Ataques recentes a voluntários e profissionais de saúde que atuam no combate ao surto de ebola na República Democrática do Congo (RDC) levaram a Cruz Vermelha a manifestar profunda preocupação e a condenar veementemente os incidentes. Na semana passada, seis trabalhadores humanitários ficaram feridos em ações violentas, que também resultaram em danos a ambulâncias e equipamentos essenciais para o controle da epidemia. A situação levanta sérias questões sobre a segurança das equipes em zonas de crise e a necessidade de respeito à ação humanitária.
O Movimento Internacional da Cruz Vermelha e do Crescente Vermelho, em conjunto com as sociedades nacionais da RDC e de Uganda, emitiu um comunicado classificando os ataques como “inaceitáveis”. Os incidentes ocorreram em diferentes províncias, incluindo Ituri, considerada o epicentro do surto. Em 17 de agosto, um comboio ugandense que prestava apoio foi apedrejado e vandalizado, deixando uma pessoa gravemente ferida. No dia seguinte, em Haut-Uele, dois voluntários foram feridos ao tentar realizar um sepultamento seguro, com a destruição de dois veículos.
A escalada da violência se confirmou na quarta-feira, em Beni, na província de Kivu do Norte, onde três voluntários foram atacados e feridos, e equipamentos cruciais para o combate ao vírus foram destruídos. Esses eventos ressaltam os perigos enfrentados diariamente por aqueles que se dedicam a salvar vidas em cenários de epidemias e emergências. A capacidade de resposta a emergências de saúde e assistência humanitária é diretamente afetada a cada profissional ferido e a cada equipamento danificado, colocando mais vidas em risco e dificultando os esforços para conter a disseminação do ebola.
Contexto de insegurança e tensões comunitárias
Desde a declaração do surto em 15 de maio, a Cruz Vermelha registrou um total de 12 voluntários feridos, além de danos a ambulâncias e a destruição de equipamentos em 11 episódios de violência.
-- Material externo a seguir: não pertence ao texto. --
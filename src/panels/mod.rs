//! Feature panel state.
//!
//! Everything in here is plain data plus operations, with no UI types, so
//! each panel can be driven directly from tests. The Dioxus pages in
//! `app::pages` hold these structs in signals.

pub mod backend;
pub mod devices;
pub mod enrollment;
pub mod family;
pub mod location;
pub mod notifications;
pub mod recovery;
pub mod routines;
pub mod security;

use thiserror::Error;

use crate::storage::StorageError;
use backend::BackendError;
use devices::DeviceId;

/// Input rejected before any operation is attempted.
///
/// The display text is what the panel shows inline.
#[derive(Debug, Clone, PartialEq, Eq, Error)]
pub enum ValidationError {
    #[error("El nombre no puede quedar vacío.")]
    NameRequired,
    #[error("Escribe la frase que activará la rutina.")]
    PhraseRequired,
    #[error("La hora debe tener el formato HH:MM.")]
    InvalidHour,
    #[error("Selecciona un dispositivo y un evento.")]
    EventRequired,
    #[error("Agrega al menos una acción o un mensaje de voz.")]
    ActionRequired,
    #[error("El nombre de usuario es obligatorio.")]
    UsernameRequired,
    #[error("Ya existe un miembro con ese nombre.")]
    DuplicateMember,
    #[error("La contraseña debe tener al menos {min} caracteres.")]
    PasswordTooShort { min: usize },
    #[error("Las contraseñas no coinciden.")]
    PasswordMismatch,
    #[error("Solo el propietario puede agregar nuevos usuarios.")]
    NotOwner,
    #[error("Ingresa un correo electrónico válido.")]
    InvalidEmail,
    #[error("El código debe tener 6 dígitos.")]
    InvalidCode,
    #[error("Coordenadas fuera de rango.")]
    InvalidCoordinates,
    #[error("Confirma tu contraseña actual.")]
    CurrentPasswordRequired,
    #[error("Primero verifica tu contraseña actual.")]
    VerifyPasswordFirst,
    #[error("Graba tu voz antes de guardarla.")]
    NoVoiceSample,
    #[error("Toma al menos una foto de tu rostro.")]
    NoFacePhotos,
    #[error("Ya tomaste las {max} fotos.")]
    PhotoLimit { max: usize },
    #[error("Espera a que termine la operación en curso.")]
    EnrollmentBusy,
}

#[derive(Debug, Error)]
pub enum PanelError {
    #[error("El dispositivo {0} no existe.")]
    UnknownDevice(DeviceId),
    #[error("La rutina {0} ya no existe.")]
    UnknownRoutine(String),
    #[error("El miembro {0} ya no existe.")]
    UnknownMember(String),
    #[error(transparent)]
    Invalid(#[from] ValidationError),
    #[error(transparent)]
    Backend(#[from] BackendError),
    #[error(transparent)]
    Storage(#[from] StorageError),
}

/// Minimum password length for new members and password resets
pub const MIN_PASSWORD_LEN: usize = 4;

/// Shared password rule: long enough and confirmed
pub fn check_new_password(password: &str, confirm: &str) -> Result<(), ValidationError> {
    if password.chars().count() < MIN_PASSWORD_LEN {
        return Err(ValidationError::PasswordTooShort {
            min: MIN_PASSWORD_LEN,
        });
    }
    if password != confirm {
        return Err(ValidationError::PasswordMismatch);
    }
    Ok(())
}

#[cfg(test)]
mod tests {
    use super::*;

    #[test]
    fn test_password_rules() {
        assert_eq!(
            check_new_password("abc", "abc"),
            Err(ValidationError::PasswordTooShort { min: 4 })
        );
        assert_eq!(
            check_new_password("abcd", "abce"),
            Err(ValidationError::PasswordMismatch)
        );
        assert!(check_new_password("ñandú", "ñandú").is_ok());
    }

    #[test]
    fn test_validation_messages() {
        assert_eq!(
            ValidationError::PasswordTooShort { min: 4 }.to_string(),
            "La contraseña debe tener al menos 4 caracteres."
        );
        assert_eq!(
            PanelError::from(ValidationError::NameRequired).to_string(),
            "El nombre no puede quedar vacío."
        );
    }
}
O vírus tem se espalhado por regiões do norte e leste da RDC, áreas que já sofrem com infraestrutura de saúde precária e a presença de inúmeros grupos armados há décadas. Essas condições complexas criam um ambiente propício para a tensão, especialmente em relação ao manejo dos corpos das vítimas de ebola.
O respeito aos protocolos de sepultamento supervisionado é fundamental, pois o vírus pode ser transmitido através do contato com fluidos corporais de pessoas infectadas, mesmo após a morte. A falta de compreensão ou a resistência a essas práticas por parte de algumas comunidades locais pode gerar conflitos e dificultar o trabalho das equipes de saúde. O atual surto, impulsionado por uma cepa rara do vírus para a qual não existem vacinas nem tratamentos específicos, já é o maior da história da RDC, com um saldo alarmante de 2.557 mortes entre 5.375 casos confirmados, segundo a Organização Mundial da Saúde (OMS).
Apelo por proteção e respeito à ação humanitária
Diante deste cenário, a Cruz Vermelha faz um apelo urgente para que as comunidades, as lideranças locais e todas as partes envolvidas apoiem, respeitem e protejam a ação humanitária. A organização enfatiza que voluntários, profissionais de saúde e equipes humanitárias precisam realizar seu trabalho com total segurança, livres de violência, intimidação ou ameaças. A garantia de um ambiente seguro é essencial para que a assistência e os serviços necessários cheguem às populações afetadas por epidemias e outras crises, salvando vidas e auxiliando na contenção de doenças como o ebola.